Weng Chunhua, Payne Philip R O, Velez Mark, Johnson Stephen B, Bakken Suzanne
Department of Biomedical Informatics, Columbia University, New York, New York.
Department of Biomedical Informatics, The Ohio State University, Columbus, OH.
Stud Health Technol Inform. 2014;201:461-9.
The successful adoption by clinicians of evidence-based clinical practice guidelines (CPGs) contained in clinical information systems requires efficient translation of free-text guidelines into computable formats. Natural language processing (NLP) has the potential to improve the efficiency of such translation. However, it is laborious to develop NLP to structure free-text CPGs using existing formal knowledge representations (KR). In response to this challenge, this vision paper discusses the value and feasibility of supporting symbiosis in text-based knowledge acquisition (KA) and KR. We compare two ontologies: (1) an ontology manually created by domain experts for CPG eligibility criteria and (2) an upper-level ontology derived from a semantic pattern-based approach for automatic KA from CPG eligibility criteria text. Then we discuss the strengths and limitations of interweaving KA and NLP for KR purposes and important considerations for achieving the symbiosis of KR and NLP for structuring CPGs to achieve evidence-based clinical practice.

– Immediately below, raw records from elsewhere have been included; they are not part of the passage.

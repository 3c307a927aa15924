//! Standard memory orderings for linkage-word access.
//!
//! These constants ensure consistent ordering usage across the codebase
//! and make the intent clear at each access point.

use std::sync::atomic::Ordering;

/// Ordering for reading a reachable linkage word.
/// Pairs with the Release on the CAS that published the node, so all
/// initialization done before publication is visible to the reader.
pub const READ_ORD: Ordering = Ordering::Acquire;

/// Ordering for initializing an incoming node's linkage before publication.
/// The node is still private to the inserting thread.
pub const INIT_ORD: Ordering = Ordering::Relaxed;

/// Ordering for the primary CAS that makes a structural change visible.
pub const PUBLISH_ORD: Ordering = Ordering::Release;

/// Ordering for secondary repair of back-links and endpoint words.
/// Correctness was already established by the preceding primary CAS.
pub const REPAIR_ORD: Ordering = Ordering::Release;

/// Ordering for a failed CAS.
/// The loop only needs to observe that the word changed.
pub const CAS_FAILURE: Ordering = Ordering::Relaxed;
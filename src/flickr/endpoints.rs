/// Flickr API endpoints. Overridable so the client can be pointed at a
/// local stand-in.
#[derive(Debug, Clone)]
pub struct Endpoints {
    pub rest: String,
    pub upload: String,
}

impl Default for Endpoints {
    fn default() -> Self {
        Self {
            rest: "https://api.flickr.com/services/rest/".to_string(),
            upload: "https://up.flickr.com/services/upload/".to_string(),
        }
    }
}
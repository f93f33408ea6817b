//! Graceful shutdown coordinator.
//!
//! Listens for SIGINT (Ctrl+C), SIGTERM, and SIGHUP, then cancels a
//! [`tokio_util::sync::CancellationToken`] so the upload engine stops taking
//! new manifest rows. Rows already in flight finish and are reported. A
//! second signal force-exits.

use std::sync::atomic::{AtomicU32, Ordering};
use std::sync::Arc;

use tokio_util::sync::CancellationToken;

/// Install signal handlers and return a [`CancellationToken`] that is
/// cancelled on the first SIGINT / SIGTERM / SIGHUP.
pub(crate) fn install_signal_handler() -> anyhow::Result<CancellationToken> {
    let token = CancellationToken::new();
    let count = Arc::new(AtomicU32::new(0));

    // Registered up front so a failure surfaces before any row is uploaded.
    #[cfg(unix)]
    let (mut sigterm, mut sighup) = {
        use anyhow::Context;
        use tokio::signal::unix::{signal, SignalKind};
        (
            signal(SignalKind::terminate()).context("failed to register SIGTERM handler")?,
            signal(SignalKind::hangup()).context("failed to register SIGHUP handler")?,
        )
    };

    let handler_token = token.clone();
    tokio::spawn(async move {
        loop {
            #[cfg(unix)]
            {
                tokio::select! {
                    _ = tokio::signal::ctrl_c() => {}
                    _ = sigterm.recv() => {}
                    _ = sighup.recv() => {}
                }
            }

            #[cfg(not(unix))]
            {
                if let Err(e) = tokio::signal::ctrl_c().await {
                    tracing::warn!("Failed to listen for Ctrl+C: {}", e);
                    return;
                }
            }

            let prev = count.fetch_add(1, Ordering::SeqCst);
            if prev == 0 {
                tracing::info!("Received shutdown signal, finishing rows in flight...");
                tracing::info!("Press Ctrl+C again to force exit");
                handler_token.cancel();
            } else {
                tracing::warn!("Force exit requested");
                std::process::exit(130);
            }
        }
    });

    Ok(token)
}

临床医生要成功采用临床信息系统中包含的循证临床实践指南(CPG),需要将自由文本指南高效转换为可计算格式。自然语言处理(NLP)有潜力提高这种转换的效率。然而,利用现有的形式化知识表示(KR)来开发NLP以构建自由文本CPG是一项艰巨的任务。针对这一挑战,本文探讨了在基于文本的知识获取(KA)和KR中支持共生的价值和可行性。我们比较了两种本体:(1)由领域专家手动创建的用于CPG资格标准的本体,以及(2)从基于语义模式的方法派生的上层本体,该方法用于从CPG资格标准文本中进行自动KA。然后,我们讨论了为实现KR目的而交织KA和NLP的优势和局限性,以及为构建CPG以实现循证临床实践而实现KR和NLP共生的重要考虑因素。